Download ERIC ED599996: When Does Abstraction Occur in Semantic Memory: Insights from Distributional Models by ERIC in PDF format completely FREE. No registration required, no payment needed. Get instant access to this valuable resource on PDFdrive.to!

Free Download PDF

About ERIC ED599996: When Does Abstraction Occur in Semantic Memory: Insights from Distributional Models

No description available for this book.

Detailed Information

Author:	ERIC
Publication Year:	2018
Language:	English
File Size:	0.14
Format:	PDF
Price:	FREE

Download Free PDF

Safe & Secure Download - No registration required

Why Choose PDFdrive for Your Free ERIC ED599996: When Does Abstraction Occur in Semantic Memory: Insights from Distributional Models Download?

100% Free: No hidden fees or subscriptions required for one book every day.
No Registration: Immediate access is available without creating accounts for one book every day.
Safe and Secure: Clean downloads without malware or viruses
Multiple Formats: PDF, MOBI, Mpub,... optimized for all devices
Educational Resource: Supporting knowledge sharing and learning

Frequently Asked Questions

Is it really free to download ERIC ED599996: When Does Abstraction Occur in Semantic Memory: Insights from Distributional Models PDF?

Yes, on https://PDFdrive.to you can download ERIC ED599996: When Does Abstraction Occur in Semantic Memory: Insights from Distributional Models by ERIC completely free. We don't require any payment, subscription, or registration to access this PDF file. For 3 books every day.

How can I read ERIC ED599996: When Does Abstraction Occur in Semantic Memory: Insights from Distributional Models on my mobile device?

After downloading ERIC ED599996: When Does Abstraction Occur in Semantic Memory: Insights from Distributional Models PDF, you can open it with any PDF reader app on your phone or tablet. We recommend using Adobe Acrobat Reader, Apple Books, or Google Play Books for the best reading experience.

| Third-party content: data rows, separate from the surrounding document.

use std::collections::VecDeque;
use std::fmt;
use std::io;
use std::net::SocketAddr;

use bytes::BytesMut;

use super::clock::{Clock, SystemClock};
use super::config::ClientConfig;
use super::identifier::Identifier;
use super::message::{Message, MessageBody, RejectReason};
use super::packet::read_packet;
use super::protocol::{MAX_PACKET_SIZE, PROTOCOL_REVISION};
use super::queue::MessageQueue;
use super::transport::{NetworkStats, Transport, UdpTransport};

#[derive(Debug, Clone, Copy, PartialEq, Eq, Hash)]
pub enum ConnectionState {
    Connecting,
    Syncing,
    Connected,
    Faulted,
    Full,
    Dropped,
    VersionMismatch,
}

impl ConnectionState {
    pub fn is_active(self) -> bool {
        matches!(self, Self::Connecting | Self::Syncing | Self::Connected)
    }

    pub fn is_terminal(self) -> bool {
        !self.is_active()
    }

    pub fn as_str(self) -> &'static str {
        match self {
            Self::Connecting => "connecting",
            Self::Syncing => "syncing",
            Self::Connected => "connected",
            Self::Faulted => "faulted",
            Self::Full => "full",
            Self::Dropped => "dropped",
            Self::VersionMismatch => "version mismatch",
        }
    }

    /// Human readable reason for a terminal state.
    pub fn failure_reason(self) -> Option<&'static str> {
        match self {
            Self::Faulted => Some("network error"),
            Self::Full => Some("server is full"),
            Self::Dropped => Some("connection lost"),
            Self::VersionMismatch => Some("version mismatch"),
            _ => None,
        }
    }
}

impl fmt::Display for ConnectionState {
    fn fmt(&self, f: &mut fmt::Formatter<'_>) -> fmt::Result {
        f.write_str(self.as_str())
    }
}

/// Client side of a session with one server.
///
/// Drive it by calling [`receive`](Self::receive) and [`send`](Self::send)
/// once per frame. Messages that are not part of the handshake are buffered
/// for the application in [`drain_messages`](Self::drain_messages).
pub struct ServerConnection<T = UdpTransport, C = SystemClock> {
    transport: T,
    clock: C,
    server_addr: SocketAddr,
    config: ClientConfig,
    state: ConnectionState,
    queue: MessageQueue,
    incoming: VecDeque<Message>,
    player_id: Option<Identifier>,
    player_name: Option<String>,
    last_receive_ms: u64,
    recv_buffer: Vec<u8>,
    send_buffer: BytesMut,
    stats: NetworkStats,
}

Is this the full version of ERIC ED599996: When Does Abstraction Occur in Semantic Memory: Insights from Distributional Models?

Yes, this is the complete PDF version of ERIC ED599996: When Does Abstraction Occur in Semantic Memory: Insights from Distributional Models by ERIC. You will be able to read the entire content as in the printed version without missing any pages.

Is it legal to download ERIC ED599996: When Does Abstraction Occur in Semantic Memory: Insights from Distributional Models PDF for free?

https://PDFdrive.to provides links to free educational resources available online. We do not store any files on our servers. Please be aware of copyright laws in your country before downloading.

The materials shared are intended for research, educational, and personal use in accordance with fair use principles.